It's fitting that "Sonya Rapoport: Biorhythm," a survey of work by the late Rapoport (d. 2015), is in a gallery adjacent to the "Almost Human" exhibit. As digital sounds and LED images and shadows flicker like firelight in the room next door, they amplify the stillness of Rapoport's paintings and collages.

"Biorhythm" displays Rapoport's work from the 1970s and '80s but you can see the through-line connecting her computer paper-printouts to the artificial intelligence indifferently clicking and swaying through the open archway.
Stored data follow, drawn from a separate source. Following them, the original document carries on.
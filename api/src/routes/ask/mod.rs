pub mod ask_request;
pub mod ask_route;
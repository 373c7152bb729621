//! Model backends for the document QA service: local Ollama, Gemini behind a
//! rate limiter with retry, and OpenAI-compatible endpoints.

pub mod backend;
pub mod config;
pub mod error_handler;
pub mod gateway;
pub mod health_service;
pub mod rate_limiter;
pub mod retry;
pub mod services;
pub mod telemetry;

pub use backend::{GenerateOptions, LlmBackend};
pub use config::llm_provider::LlmProvider;
pub use error_handler::AiLlmError;
pub use gateway::{GatewayConfig, LlmGateway};
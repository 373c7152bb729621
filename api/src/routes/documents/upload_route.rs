//! POST /api/documents/upload/{category}: stores files and embeds rag/cag uploads.

use std::path::Path;
use std::sync::Arc;

use axum::{
    extract::{Multipart, Path as UrlPath, State},
    response::{IntoResponse, Response},
};
use rag_store::RagError;
use rag_store::loader::{extension, is_supported};
use tracing::{error, info, instrument, warn};

use crate::{
    core::{app_state::AppState, category::Category, http::response_envelope::ApiResponse},
    error_handler::{AppError, AppResult},
    routes::documents::documents_response::{FailedFile, UploadResponse, UploadedFile, size_mb},
};

/// Handler: POST /api/documents/upload/{category}
///
/// Every multipart field carrying a filename is treated as a document.
/// A file that fails to ingest is reported in `failed` and the upload goes
/// on with the next one; files that cannot be extracted are not kept.
///
/// # Example
/// ```bash
/// curl -X POST http://127.0.0.1:8000/api/documents/upload/rag \
///   -F 'files=@handbook.pdf' -F 'files=@faq.md'
/// ```
#[instrument(name = "upload_documents", skip(state, multipart))]
pub async fn upload_documents(
    State(state): State<Arc<AppState>>,
    UrlPath(category): UrlPath<String>,
    mut multipart: Multipart,
) -> AppResult<Response> {
    let category: Category = category.parse().map_err(AppError::BadRequest)?;
    let target_dir = state.config.docs_dir(category);
    tokio::fs::create_dir_all(&target_dir).await?;

    let mut processed = Vec::new();
    let mut skipped = Vec::new();
    let mut failed = Vec::new();

    while let Some(field) = multipart.next_field().await? {
        let Some(raw_name) = field.file_name().map(str::to_string) else {
            continue;
        };
        let Some(filename) = Path::new(&raw_name)
            .file_name()
            .and_then(|n| n.to_str())
            .map(str::to_string)
        else {
            warn!(file = %raw_name, "unusable filename, skipping");
            skipped.push(raw_name);
            continue;
        };

        if !is_supported(Path::new(&filename)) {
            warn!(file = %filename, "unsupported file type, skipping");
            skipped.push(filename);
            continue;
        }

        let content = field.bytes().await?;
        if content.len() > state.config.max_file_size {
            return Err(AppError::PayloadTooLarge(format!(
                "File {filename} exceeds maximum size of {:.1}MB",
                state.config.max_file_size as f64 / 1024.0 / 1024.0
            )));
        }

        let path = target_dir.join(&filename);
        tokio::fs::write(&path, &content).await?;

        let chunks = match category.collection() {
            Some(collection) => match state.store().ingest_file(&path, &collection).await {
                Ok(res) => {
                    if res.already_present {
                        info!(file = %filename, %collection, "already in collection, not re-embedded");
                    }
                    res.chunks
                }
                Err(e) => {
                    error!(file = %filename, %collection, error = %e, "ingestion failed");
                    if matches!(e, RagError::Extraction { .. } | RagError::UnsupportedFormat(_)) {
                        if let Err(rm) = tokio::fs::remove_file(&path).await {
                            warn!(file = %filename, error = %rm, "cannot remove unreadable upload");
                        }
                    }
                    failed.push(FailedFile {
                        filename,
                        error: e.to_string(),
                    });
                    continue;
                }
            },
            None => 0,
        };
        info!(file = %filename, bytes = content.len(), chunks, "document stored");

        processed.push(UploadedFile {
            size: content.len(),
            size_mb: size_mb(content.len()),
            chunks,
            file_type: extension(&path)
                .map(|e| format!(".{e}"))
                .unwrap_or_default(),
            category,
            filename,
        });
    }

    let total_chunks = processed.iter().map(|f| f.chunks).sum();
    let total_size_mb = size_mb(processed.iter().map(|f| f.size).sum());
    let message = if failed.is_empty() {
        format!("Successfully processed {} files", processed.len())
    } else {
        format!(
            "Successfully processed {} files, {} failed",
            processed.len(),
            failed.len()
        )
    };
    info!(
        %category,
        files = processed.len(),
        skipped = skipped.len(),
        failed = failed.len(),
        total_chunks,
        "upload finished"
    );

    Ok(ApiResponse::success(UploadResponse {
        category,
        processed_files: processed,
        total_chunks,
        total_size_mb,
        skipped,
        failed,
        message,
    })
    .into_response())
}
Rapoport received an MA in painting from UC Berkeley in 1949. Assistant Curator Kathryn Wade, who organized this show, includes one painting from the artist's early forays into abstract expressionism. Pink and Gray (1958) is an almost-sculptural oil-on-canvas, the thick brushstrokes building up a hardened impasto crust. Depending on how you circle the gallery, it's either the first painting you'll engage with or the last. But it stands out as an example of an artist at the beginning of her career, experimenting with technique but in search of a subject.

When you stand in front of a later, more representative painting such as Koch II (1973-75), you can see that Rapoport has found what she wants to say and that she's invented a language to clearly communicate that message to her audience. With these spray-acrylic and graphite works, the artist embraces minimalism while exerting order and control. She replaces the chaotic swaths from Pink and Gray with colder, muted distillations of color and an intense precision. But that's not to say she eliminates a sense of play and spontaneity.

Orbs drift and collide with lines. Some of them open up, dissolve or overlap with grids. Color mutates like lava fields on distant planets. These paintings retain an abstract narrative but they also nod to architectural forms and organic shapes. They could be hieroglyphics sent directly to Rapoport's mind from a more advanced region of the universe.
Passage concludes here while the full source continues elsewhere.